Предполагается, что заданные величины должны иметь строго определенный смысл, и поэтому выражаются в терминах. Термин же есть нечто обусловленное, выработанное, вторичное по отношению к естественному состоянию мысли. Термин ничуть не ближе к понятию, как оно определено выше, чем любое другое проявление человеческой деятельности.
Другой объект математической логики – формулы, лишенные внутреннего содержания, и требующие наполнения, «интерпретации». Такие формулы тоже не суть понятия, а лишь аппарат для их «пересчета» [ 10 ] . Поэтому в отношении объекта, само существование которого подлежит доказательству, математические методы не могут играть решающей роли.

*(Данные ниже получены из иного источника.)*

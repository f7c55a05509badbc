//! Configuration management for Crawlavator.
//!
//! Settings load from a TOML file (`--config` path or the platform config
//! directory), with environment overrides for the download directory.
//! A missing file yields defaults; a malformed file is an error.

use std::collections::HashMap;
use std::path::{Path, PathBuf};

use anyhow::Context;
use serde::{Deserialize, Serialize};

/// Default seconds between items in a batch.
pub const DEFAULT_DOWNLOAD_DELAY_SECS: u64 = 1;
/// Extra delay after heavy (video) downloads.
pub const DEFAULT_VIDEO_DELAY_SECS: u64 = 3;

/// One pre-authenticated private RSS feed.
#[derive(Debug, Clone, Serialize, Deserialize)]
pub struct FeedConfig {
    /// Short identifier used in content ids (e.g. "samharris").
    pub id: String,
    /// Display name, used as the subcategory directory.
    pub name: String,
    /// Feed URL (tokens embedded, treat as a secret).
    pub url: String,
    #[serde(default)]
    pub author: String,
}

/// Credentials for a source that requires login.
#[derive(Debug, Clone, Default, Serialize, Deserialize)]
pub struct Credentials {
    #[serde(default)]
    pub email: String,
    #[serde(default)]
    pub password: String,
}

/// Application settings.
#[derive(Debug, Clone, Serialize, Deserialize)]
#[serde(default)]
pub struct Settings {
    /// Base directory that receives downloads, the manifest, and logs.
    pub download_dir: String,
    /// Directory scanned recursively when syncing against local holdings.
    /// Defaults to `download_dir` when empty.
    pub search_dir: String,
    /// Per-request timeout in seconds.
    pub request_timeout_secs: u64,
    /// Seconds to wait between items.
    pub download_delay_secs: u64,
    /// Extra seconds to wait after video downloads.
    pub video_delay_secs: u64,
    /// Private RSS feeds for the `feeds` adapter.
    pub feeds: Vec<FeedConfig>,
    /// Per-source credentials, keyed by source id.
    pub credentials: HashMap<String, Credentials>,
}

impl Default for Settings {
    fn default() -> Self {
        Self {
            download_dir: "downloads".to_string(),
            search_dir: String::new(),
            request_timeout_secs: 60,
            download_delay_secs: DEFAULT_DOWNLOAD_DELAY_SECS,
            video_delay_secs: DEFAULT_VIDEO_DELAY_SECS,
            feeds: Vec::new(),
            credentials: HashMap::new(),
        }
    }
}

impl Settings {
    /// Load settings from an explicit path, or from the default location.
    pub fn load(config_path: Option<&Path>) -> anyhow::Result<Self> {
        let path = match config_path {
            Some(p) => p.to_path_buf(),
            None => default_config_path(),
        };

        let mut settings = if path.exists() {
            let raw = std::fs::read_to_string(&path)
                .with_context(|| format!("reading config {}", path.display()))?;
            toml::from_str(&raw).with_context(|| format!("parsing config {}", path.display()))?
        } else {
            tracing::info!("no config file at {}, using defaults", path.display());
            Settings::default()
        };

        if let Ok(dir) = std::env::var("CRAWLAVATOR_DOWNLOAD_DIR") {
            if !dir.trim().is_empty() {
                settings.download_dir = dir;
            }
        }

        Ok(settings)
    }

    /// Absolute, `~`-expanded download directory.
    pub fn download_dir(&self) -> PathBuf {
        expand_path(&self.download_dir)
    }

    /// Absolute search directory for sync scans (falls back to download dir).
    pub fn search_dir(&self) -> PathBuf {
        if self.search_dir.trim().is_empty() {
            self.download_dir()
        } else {
            expand_path(&self.search_dir)
        }
    }

    pub fn credentials_for(&self, source_id: &str) -> Credentials {
        self.credentials.get(source_id).cloned().unwrap_or_default()
    }
}

/// Default config path: `<config_dir>/crawlavator/config.toml`.
pub fn default_config_path() -> PathBuf {
    dirs::config_dir()
        .unwrap_or_else(|| PathBuf::from("."))
        .join("crawlavator")
        .join("config.toml")
}

fn expand_path(raw: &str) -> PathBuf {
    let expanded = shellexpand::tilde(raw.trim().trim_matches(|c| c == '\'' || c == '"'));
    let path = PathBuf::from(expanded.as_ref());
    if path.is_absolute() {
        path
    } else {
        std::env::current_dir()
            .map(|cwd| cwd.join(&path))
            .unwrap_or(path)
    }
}

#[cfg(test)]
mod tests {
    use super::*;

    #[test]
    fn test_defaults() {
        let settings = Settings::default();
        assert_eq!(settings.download_delay_secs, 1);
        assert_eq!(settings.video_delay_secs, 3);
        assert!(settings.feeds.is_empty());
    }

    #[test]
    fn test_parse_toml() {
        let raw = r#"
            download_dir = "~/archive"

            [[feeds]]
            id = "makingsense"
            name = "Making Sense"
            url = "https://example.com/private.rss"

            [credentials.edu]
            email = "user@example.com"
            password = "hunter2"
        "#;
        let settings: Settings = toml::from_str(raw).unwrap();
        assert_eq!(settings.feeds.len(), 1);
        assert_eq!(settings.feeds[0].id, "makingsense");
        assert_eq!(settings.credentials_for("edu").email, "user@example.com");
        assert!(settings.credentials_for("missing").email.is_empty());
    }

    #[test]
    fn test_search_dir_falls_back_to_download_dir() {
        let settings = Settings {
            download_dir: "/data/archive".to_string(),
            ..Default::default()
        };
        assert_eq!(settings.search_dir(), PathBuf::from("/data/archive"));
    }
}
//! Filesystem helpers for durable state files.

use std::fs::File;
use std::io::{BufRead, BufReader, Read, Seek, SeekFrom};
use std::path::Path;

use anyhow::Context;
use serde::Serialize;

/// Write a JSON document atomically: serialize to a temp file in the same
/// directory, then rename over the destination. A crash between write and
/// rename leaves the previous version intact.
pub fn write_json_atomic<T: Serialize>(path: &Path, value: &T) -> anyhow::Result<()> {
    let dir = path
        .parent()
        .filter(|p| !p.as_os_str().is_empty())
        .unwrap_or_else(|| Path::new("."));
    std::fs::create_dir_all(dir)
        .with_context(|| format!("creating directory {}", dir.display()))?;

    let mut tmp = tempfile::NamedTempFile::new_in(dir)
        .with_context(|| format!("creating temp file in {}", dir.display()))?;
    serde_json::to_writer_pretty(&mut tmp, value).context("serializing state file")?;
    tmp.persist(path)
        .with_context(|| format!("replacing {}", path.display()))?;
    Ok(())
}

/// Read the last `limit` lines of a newline-delimited file without loading
/// the whole file: scan backwards in fixed-size chunks from the end until
/// enough newlines have been seen.
pub fn tail_lines(path: &Path, limit: usize) -> anyhow::Result<Vec<String>> {
    if limit == 0 {
        return Ok(Vec::new());
    }

    let mut file = match File::open(path) {
        Ok(f) => f,
        Err(e) if e.kind() == std::io::ErrorKind::NotFound => return Ok(Vec::new()),
        Err(e) => return Err(e).with_context(|| format!("opening {}", path.display())),
    };

    let len = file.seek(SeekFrom::End(0))?;
    if len == 0 {
        return Ok(Vec::new());
    }

    const CHUNK: u64 = 8192;
    let mut pos = len;
    let mut newlines = 0usize;
    let mut start = 0u64;

    'scan: while pos > 0 {
        let read_len = CHUNK.min(pos);
        pos -= read_len;
        file.seek(SeekFrom::Start(pos))?;
        let mut buf = vec![0u8; read_len as usize];
        file.read_exact(&mut buf)?;

        for (i, byte) in buf.iter().enumerate().rev() {
            // The trailing newline terminates the last record, skip it.
            let at_end = pos + i as u64 == len - 1;
            if *byte == b'\n' && !at_end {
                newlines += 1;
                if newlines >= limit {
                    start = pos + i as u64 + 1;
                    break 'scan;
                }
            }
        }
    }

    file.seek(SeekFrom::Start(start))?;
    let reader = BufReader::new(file);
    let mut lines = Vec::with_capacity(limit);
    for line in reader.lines() {
        let line = line?;
        if !line.trim().is_empty() {
            lines.push(line);
        }
    }
    Ok(lines)
}

#[cfg(test)]
mod tests {
    use super::*;
    use std::io::Write;

    #[test]
    fn test_write_json_atomic_creates_and_replaces() {
        let dir = tempfile::tempdir().unwrap();
        let path = dir.path().join("state.json");

        write_json_atomic(&path, &serde_json::json!({"v": 1})).unwrap();
        write_json_atomic(&path, &serde_json::json!({"v": 2})).unwrap();

        let loaded: serde_json::Value =
            serde_json::from_str(&std::fs::read_to_string(&path).unwrap()).unwrap();
        assert_eq!(loaded["v"], 2);
    }

    #[test]
    fn test_crash_before_rename_preserves_previous_version() {
        let dir = tempfile::tempdir().unwrap();
        let path = dir.path().join("state.json");
        write_json_atomic(&path, &serde_json::json!({"v": 1})).unwrap();

        // Simulate a crash after the temp write but before the rename: the
        // orphaned temp file must not affect the durable document.
        let mut tmp = tempfile::NamedTempFile::new_in(dir.path()).unwrap();
        tmp.write_all(b"{\"v\": 99").unwrap();
        std::mem::forget(tmp);

        let loaded: serde_json::Value =
            serde_json::from_str(&std::fs::read_to_string(&path).unwrap()).unwrap();
        assert_eq!(loaded["v"], 1);
    }

    #[test]
    fn test_tail_lines_returns_last_n() {
        let dir = tempfile::tempdir().unwrap();
        let path = dir.path().join("log.jsonl");
        let mut f = File::create(&path).unwrap();
        for i in 0..50 {
            writeln!(f, "{{\"n\":{i}}}").unwrap();
        }

        let lines = tail_lines(&path, 3).unwrap();
        assert_eq!(lines, vec!["{\"n\":47}", "{\"n\":48}", "{\"n\":49}"]);
    }

    #[test]
    fn test_tail_lines_missing_file() {
        let dir = tempfile::tempdir().unwrap();
        let lines = tail_lines(&dir.path().join("absent.jsonl"), 5).unwrap();
        assert!(lines.is_empty());
    }

    #[test]
    fn test_tail_lines_fewer_than_limit() {
        let dir = tempfile::tempdir().unwrap();
        let path = dir.path().join("log.jsonl");
        let mut f = File::create(&path).unwrap();
        writeln!(f, "only").unwrap();

        let lines = tail_lines(&path, 10).unwrap();
        assert_eq!(lines, vec!["only"]);
    }
}
//! Site adapters: pluggable indexing and downloading for one source each.
//!
//! The core treats adapters purely as injected capabilities behind the
//! [`SiteAdapter`] trait, selected at runtime from the registry by source
//! id. Adapter failures never escape as errors from `download_item`; they
//! are folded into [`ItemOutcome`] so the batch loop can route them.

pub mod feeds;
pub mod http;
pub mod lexfridman;

use std::collections::BTreeMap;
use std::path::{Path, PathBuf};
use std::sync::Arc;

use async_trait::async_trait;
use tokio::sync::mpsc;

use crate::config::{Credentials, Settings};
use crate::models::ContentItem;

pub use http::SiteClient;

/// Errors raised by site plumbing, separated so access restrictions stay
/// distinguishable from transient failures all the way up the stack.
#[derive(Debug, thiserror::Error)]
pub enum SiteError {
    #[error("access denied (403)")]
    Restricted,
    #[error("not found (404)")]
    NotFound,
    #[error("HTTP {0}")]
    Status(u16),
    #[error("request failed: {0}")]
    Http(#[from] reqwest::Error),
    #[error("I/O error: {0}")]
    Io(#[from] std::io::Error),
    #[error("parse error: {0}")]
    Parse(String),
}

/// Outcome of one item download attempt.
///
/// Explicit sum type instead of a bool-plus-message pair so failure
/// handling is visible in signatures.
#[derive(Debug, Clone)]
pub enum ItemOutcome {
    Completed {
        local_path: PathBuf,
        size: u64,
        message: String,
    },
    Failed {
        error: String,
    },
    Restricted {
        reason: String,
    },
}

impl ItemOutcome {
    /// Fold a site error into an outcome, classifying restrictions.
    pub fn from_error(err: SiteError) -> Self {
        match err {
            SiteError::Restricted => Self::Restricted {
                reason: "Access denied (403)".to_string(),
            },
            other => Self::Failed {
                error: other.to_string(),
            },
        }
    }
}

/// Non-blocking progress message sink handed to adapters.
///
/// Adapters report coarse human-readable progress; sends never block and
/// are dropped if the consumer is gone or slow.
#[derive(Clone, Default)]
pub struct ProgressSink {
    tx: Option<mpsc::Sender<String>>,
}

impl ProgressSink {
    pub fn new(tx: mpsc::Sender<String>) -> Self {
        Self { tx: Some(tx) }
    }

    /// Sink that discards all messages.
    pub fn discard() -> Self {
        Self { tx: None }
    }

    pub fn send(&self, message: impl Into<String>) {
        if let Some(tx) = &self.tx {
            let _ = tx.try_send(message.into());
        }
    }
}

/// Static description of a source.
#[derive(Debug, Clone)]
pub struct SiteMetadata {
    pub id: &'static str,
    pub name: &'static str,
    pub requires_auth: bool,
    pub asset_types: &'static [&'static str],
    pub categories: &'static [&'static str],
    /// Heavy sources (large media, slow endpoints) are processed last in
    /// multi-source batches.
    pub heavy: bool,
}

/// Pluggable backend implementing indexing and downloading for one source.
#[async_trait]
pub trait SiteAdapter: Send + Sync {
    fn metadata(&self) -> SiteMetadata;

    /// Check whether this source is ready to index (logged in, reachable).
    async fn check_auth(&self) -> (bool, String);

    /// Authenticate against the source. No-op for public sources.
    async fn login(&self, credentials: &Credentials) -> (bool, String);

    /// Discover all available content. Must assign the same id to
    /// logically-identical content across calls.
    async fn index_content(&self, progress: &ProgressSink) -> anyhow::Result<Vec<ContentItem>>;

    /// Fetch one item into `output_dir`. The adapter owns the concrete file
    /// layout inside the directory and any source-specific fallbacks.
    async fn download_item(
        &self,
        item: &ContentItem,
        output_dir: &Path,
        progress: &ProgressSink,
    ) -> ItemOutcome;
}

/// Runtime registry mapping source id to adapter.
#[derive(Default)]
pub struct SiteRegistry {
    adapters: BTreeMap<String, Arc<dyn SiteAdapter>>,
}

impl SiteRegistry {
    pub fn new() -> Self {
        Self::default()
    }

    /// Build the registry with all bundled adapters.
    pub fn with_builtin(settings: &Settings) -> anyhow::Result<Self> {
        let mut registry = Self::new();
        registry.register(Arc::new(lexfridman::LexFridmanSite::new(settings)?));
        registry.register(Arc::new(feeds::PrivateFeedsSite::new(settings)?));
        Ok(registry)
    }

    pub fn register(&mut self, adapter: Arc<dyn SiteAdapter>) {
        let id = adapter.metadata().id.to_string();
        self.adapters.insert(id, adapter);
    }

    pub fn get(&self, source_id: &str) -> Option<Arc<dyn SiteAdapter>> {
        self.adapters.get(source_id).cloned()
    }

    /// All adapters, light sources first, heavy sources last.
    pub fn ordered_for_batch(&self) -> Vec<Arc<dyn SiteAdapter>> {
        let mut adapters: Vec<_> = self.adapters.values().cloned().collect();
        adapters.sort_by_key(|a| a.metadata().heavy);
        adapters
    }

    pub fn list(&self) -> Vec<SiteMetadata> {
        self.adapters.values().map(|a| a.metadata()).collect()
    }
}

#[cfg(test)]
mod tests {
    use super::*;

    #[test]
    fn test_outcome_from_error() {
        assert!(matches!(
            ItemOutcome::from_error(SiteError::Restricted),
            ItemOutcome::Restricted { .. }
        ));
        assert!(matches!(
            ItemOutcome::from_error(SiteError::Status(500)),
            ItemOutcome::Failed { .. }
        ));
    }
}
//! Sync: diff a freshly indexed remote item list against local holdings.
//!
//! Local presence is decided by OR-combining two independent signals: the
//! manifest's completed entries and a filesystem scan that recovers
//! candidate ids from filenames. The filename heuristic is deliberately
//! permissive; with large media the cheap mistake is re-downloading, so it
//! biases toward treating a plausible match as already-present.

use std::collections::HashSet;
use std::path::{Path, PathBuf};

use chrono::{DateTime, Utc};
use serde::{Deserialize, Serialize};
use walkdir::WalkDir;

use crate::models::{ContentItem, Manifest};
use crate::utils::fs::tail_lines;

const SYNC_LOG_FILE: &str = "sync_log.jsonl";
const AUDIO_EXTENSIONS: [&str; 4] = [".mp3", ".m4a", ".wav", ".mp4"];
const TRANSCRIPT_SUFFIX: &str = "_transcript.txt";

/// Abbreviated item reference for sync previews.
#[derive(Debug, Clone, Serialize, Deserialize)]
pub struct PreviewItem {
    pub id: String,
    pub title: String,
}

/// Result of syncing one source against local state.
#[derive(Debug, Clone)]
pub struct SyncReport {
    pub source: String,
    pub source_name: String,
    pub indexed: usize,
    pub local: usize,
    pub new: usize,
    /// First 10 new items, id and title only.
    pub preview: Vec<PreviewItem>,
    /// Complete new-item list, in indexing order, for the batch runner.
    pub new_items: Vec<ContentItem>,
}

/// Per-source breakdown inside a sync log record.
#[derive(Debug, Clone, Default, Serialize, Deserialize)]
pub struct SourceDetail {
    pub source: String,
    pub indexed: usize,
    pub local: usize,
    pub new_available: usize,
    pub downloaded: usize,
    pub download_errors: usize,
    #[serde(default, skip_serializing_if = "Option::is_none")]
    pub error: Option<String>,
}

/// One record in the append-only sync operation log.
#[derive(Debug, Clone, Serialize, Deserialize)]
pub struct SyncLogRecord {
    pub timestamp: DateTime<Utc>,
    pub operation: String,
    pub search_directory: String,
    pub sources_checked: usize,
    pub total_downloaded: usize,
    pub total_skipped: usize,
    pub total_errors: usize,
    pub duration_seconds: f64,
    pub source_details: Vec<SourceDetail>,
}

/// Computes new-item deltas and maintains the sync operation log.
pub struct SyncService {
    base_dir: PathBuf,
    sync_log_path: PathBuf,
}

impl SyncService {
    pub fn new(base_dir: impl Into<PathBuf>) -> Self {
        let base_dir = base_dir.into();
        let sync_log_path = base_dir.join(SYNC_LOG_FILE);
        Self {
            base_dir,
            sync_log_path,
        }
    }

    /// Find content ids already present locally for a source.
    ///
    /// Combines the manifest's completed entries (filtered by id prefix)
    /// with a recursive filename scan of `search_dir` (defaults to the
    /// base directory).
    pub fn find_local_content(&self, source_id: &str, search_dir: Option<&Path>) -> HashSet<String> {
        let mut local_ids = self.manifest_completed_ids(source_id);

        let search_dir = search_dir.unwrap_or(&self.base_dir);
        if !search_dir.exists() {
            return local_ids;
        }

        tracing::info!(dir = %search_dir.display(), source = source_id, "scanning for local content");

        // Transcript-derived ids are stronger evidence than audio-derived
        // ones; when one episode has both files it must count once.
        let mut transcript_ids: HashSet<String> = HashSet::new();
        let mut audio_ids: HashSet<String> = HashSet::new();

        let needle = source_id.to_lowercase().replace('_', "");

        for entry in WalkDir::new(search_dir)
            .into_iter()
            .filter_map(|e| e.ok())
            .filter(|e| e.file_type().is_file())
        {
            let Some(file_name) = entry.file_name().to_str() else {
                continue;
            };
            let file_lower = file_name.to_lowercase();
            if !file_lower.replace('_', "").contains(&needle) {
                continue;
            }

            if let Some(base) = file_name.strip_suffix(TRANSCRIPT_SUFFIX) {
                if let Some(id) = candidate_id(base) {
                    transcript_ids.insert(id.clone());
                    local_ids.insert(id);
                }
            } else if let Some(base) = strip_audio_extension(&file_lower, file_name) {
                if let Some(id) = candidate_id(base) {
                    audio_ids.insert(id.clone());
                    if !transcript_ids.contains(&id) {
                        local_ids.insert(id);
                    }
                }
            }
        }

        tracing::info!(
            transcripts = transcript_ids.len(),
            audio = audio_ids.len(),
            total = local_ids.len(),
            source = source_id,
            "local content scan finished"
        );
        local_ids
    }

    /// Items in `indexed` whose id is not in `local_ids`, original order.
    pub fn compare_with_remote(
        &self,
        indexed: &[ContentItem],
        local_ids: &HashSet<String>,
    ) -> Vec<ContentItem> {
        indexed
            .iter()
            .filter(|item| !local_ids.contains(&item.id))
            .cloned()
            .collect()
    }

    /// Sync a single source: discover local holdings and compute the delta.
    pub fn sync_source(
        &self,
        source_id: &str,
        source_name: &str,
        indexed: &[ContentItem],
        search_dir: Option<&Path>,
    ) -> SyncReport {
        let local_ids = self.find_local_content(source_id, search_dir);
        let new_items = self.compare_with_remote(indexed, &local_ids);

        SyncReport {
            source: source_id.to_string(),
            source_name: source_name.to_string(),
            indexed: indexed.len(),
            local: local_ids.len(),
            new: new_items.len(),
            preview: new_items
                .iter()
                .take(10)
                .map(|item| PreviewItem {
                    id: item.id.clone(),
                    title: item.title.clone(),
                })
                .collect(),
            new_items,
        }
    }

    /// Append one record to the NDJSON sync log.
    pub fn log_sync_operation(&self, record: &SyncLogRecord) -> anyhow::Result<()> {
        use std::io::Write;

        std::fs::create_dir_all(&self.base_dir)?;
        let mut file = std::fs::OpenOptions::new()
            .create(true)
            .append(true)
            .open(&self.sync_log_path)?;
        let line = serde_json::to_string(record)?;
        writeln!(file, "{line}")?;
        Ok(())
    }

    /// Last `limit` sync log records, oldest first. Unparseable lines are
    /// skipped.
    pub fn recent_logs(&self, limit: usize) -> anyhow::Result<Vec<SyncLogRecord>> {
        let lines = tail_lines(&self.sync_log_path, limit)?;
        Ok(lines
            .iter()
            .filter_map(|line| serde_json::from_str(line).ok())
            .collect())
    }

    fn manifest_completed_ids(&self, source_id: &str) -> HashSet<String> {
        let manifest_path = self.base_dir.join("manifest.json");
        let Ok(raw) = std::fs::read_to_string(&manifest_path) else {
            return HashSet::new();
        };
        match serde_json::from_str::<Manifest>(&raw) {
            Ok(manifest) => manifest
                .downloads
                .iter()
                .filter(|(id, entry)| {
                    entry.status == crate::models::DownloadStatus::Complete
                        && id.starts_with(source_id)
                })
                .map(|(id, _)| id.clone())
                .collect(),
            Err(e) => {
                tracing::warn!(error = %e, "could not read manifest for sync");
                HashSet::new()
            }
        }
    }
}

/// Derive a candidate content id from a filename stem: take the first
/// three underscore tokens (two if only two exist). Short results are
/// rejected as noise.
fn candidate_id(base_name: &str) -> Option<String> {
    let parts: Vec<&str> = base_name.split('_').collect();
    if parts.len() < 2 {
        return None;
    }
    let take = if parts.len() >= 3 { 3 } else { 2 };
    let id = parts[..take].join("_");
    if id.len() > 3 {
        Some(id)
    } else {
        None
    }
}

fn strip_audio_extension<'a>(file_lower: &str, file_name: &'a str) -> Option<&'a str> {
    for ext in AUDIO_EXTENSIONS {
        if file_lower.ends_with(ext) {
            return Some(&file_name[..file_name.len() - ext.len()]);
        }
    }
    None
}

#[cfg(test)]
mod tests {
    use super::*;
    use crate::models::AssetType;

    fn item(id: &str) -> ContentItem {
        ContentItem::new(id, format!("Title {id}"), "http://x", AssetType::Audio, "podcast")
    }

    #[test]
    fn test_compare_with_remote_preserves_order() {
        let service = SyncService::new("/tmp/nonexistent-sync-base");
        let indexed = vec![item("a"), item("b"), item("c"), item("d")];
        let local: HashSet<String> = ["b", "d"].iter().map(|s| s.to_string()).collect();

        let new_items = service.compare_with_remote(&indexed, &local);
        let ids: Vec<_> = new_items.iter().map(|i| i.id.as_str()).collect();
        assert_eq!(ids, vec!["a", "c"]);
    }

    #[test]
    fn test_compare_with_remote_empty_local() {
        let service = SyncService::new("/tmp/nonexistent-sync-base");
        let indexed = vec![item("a"), item("b")];
        let new_items = service.compare_with_remote(&indexed, &HashSet::new());
        assert_eq!(new_items.len(), 2);
    }

    #[test]
    fn test_candidate_id_tokenization() {
        assert_eq!(candidate_id("lex_412_jane_doe"), Some("lex_412_jane".to_string()));
        assert_eq!(candidate_id("lex_intro"), Some("lex_intro".to_string()));
        assert_eq!(candidate_id("single"), None);
        assert_eq!(candidate_id("a_b"), None); // too short to be meaningful
    }

    #[test]
    fn test_find_local_prefers_transcript_over_audio() {
        let dir = tempfile::tempdir().unwrap();
        let sub = dir.path().join("archive/podcast");
        std::fs::create_dir_all(&sub).unwrap();
        // Same logical episode, two artifacts.
        std::fs::write(sub.join("lex_412_jane_doe_transcript.txt"), b"t").unwrap();
        std::fs::write(sub.join("lex_412_jane_doe.mp3"), b"a").unwrap();
        // Audio only.
        std::fs::write(sub.join("lex_300_other_guest.m4a"), b"a").unwrap();
        // Unrelated source.
        std::fs::write(sub.join("rss_feed_episode.mp3"), b"a").unwrap();

        let service = SyncService::new(dir.path());
        let local = service.find_local_content("lex", Some(dir.path()));
        assert!(local.contains("lex_412_jane"));
        assert!(local.contains("lex_300_other"));
        assert!(!local.iter().any(|id| id.starts_with("rss")));
        assert_eq!(local.len(), 2);
    }

    #[test]
    fn test_find_local_includes_manifest_completed() {
        let dir = tempfile::tempdir().unwrap();
        let mut tracker = crate::services::DownloadTracker::new(dir.path()).unwrap();
        let file = dir.path().join("done.txt");
        std::fs::write(&file, vec![0u8; 2048]).unwrap();
        tracker
            .complete_download("lex_77_done", file.to_str().unwrap(), 2048, None)
            .unwrap();
        tracker
            .start_download("lex_78_wip", "T", "u", AssetType::Transcript, "podcast", "p")
            .unwrap();

        let service = SyncService::new(dir.path());
        let empty = dir.path().join("empty");
        std::fs::create_dir_all(&empty).unwrap();
        let local = service.find_local_content("lex", Some(&empty));
        assert!(local.contains("lex_77_done"));
        assert!(!local.contains("lex_78_wip"));
    }

    #[test]
    fn test_sync_source_preview_limited_to_ten() {
        let dir = tempfile::tempdir().unwrap();
        let service = SyncService::new(dir.path());
        let indexed: Vec<ContentItem> = (0..15).map(|i| item(&format!("src_{i:02}_x"))).collect();

        let report = service.sync_source("src", "Source", &indexed, Some(dir.path()));
        assert_eq!(report.indexed, 15);
        assert_eq!(report.new, 15);
        assert_eq!(report.preview.len(), 10);
        assert_eq!(report.new_items.len(), 15);
    }

    #[test]
    fn test_sync_log_round_trip() {
        let dir = tempfile::tempdir().unwrap();
        let service = SyncService::new(dir.path());

        for i in 0..5 {
            service
                .log_sync_operation(&SyncLogRecord {
                    timestamp: Utc::now(),
                    operation: "sync_all".to_string(),
                    search_directory: "/data".to_string(),
                    sources_checked: i,
                    total_downloaded: i,
                    total_skipped: 0,
                    total_errors: 0,
                    duration_seconds: 1.5,
                    source_details: vec![SourceDetail {
                        source: "lex".to_string(),
                        indexed: 10,
                        local: 8,
                        new_available: 2,
                        downloaded: i,
                        download_errors: 0,
                        error: None,
                    }],
                })
                .unwrap();
        }

        let logs = service.recent_logs(2).unwrap();
        assert_eq!(logs.len(), 2);
        assert_eq!(logs[0].sources_checked, 3);
        assert_eq!(logs[1].sources_checked, 4);
    }
}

Второй метод исключает парадокс взаимовлияния тем, что предметом изучения берутся объекты, не зависящие от сознания человека. Исследование этих объектов использует математику, но выходит за пределы чисто математических методов. Поэтому система понятий – если такая существует – проникает в методы этих наук. К наукам, представляющим в этом отношении наиболее плодотворный объект для семантических исследований, относятся в первую очередь естественные – физика, астрономия, химия и т. д. Дело в том, что все эти науки прибегают к так называемым гипотезам или теориям. Выработке гипотезы или теории предшествует сбор материала, своего рода «фотографирование» в численном, графическом, табличном и другом выражении; затем осуществляется логическая и математическая обработка его, сопоставление, отождествление, разграничение и т. д. На этой стадии пренебрежение фактическими, не зависящими от человека соотношениями реальной действительности исключено. Наука кончается там, где в объективное описание фактов привносится произвол. На этой стадии человек как бы является слепым орудием природы, честным фиксатором ее проявлений. Но дело никогда не кончается сбором данных. За сбором данных неизбежна новая стадия в научном исследовании, когда исследователь объясняет известные ему факты гипотезой, теорией [ 11 ] . Эта теория не детерминирована фактами; ее могло бы и не быть; она не вытекает из фактов автоматически. Она есть результат работы мысли, и, следовательно, должна нести в себе влияние понятий.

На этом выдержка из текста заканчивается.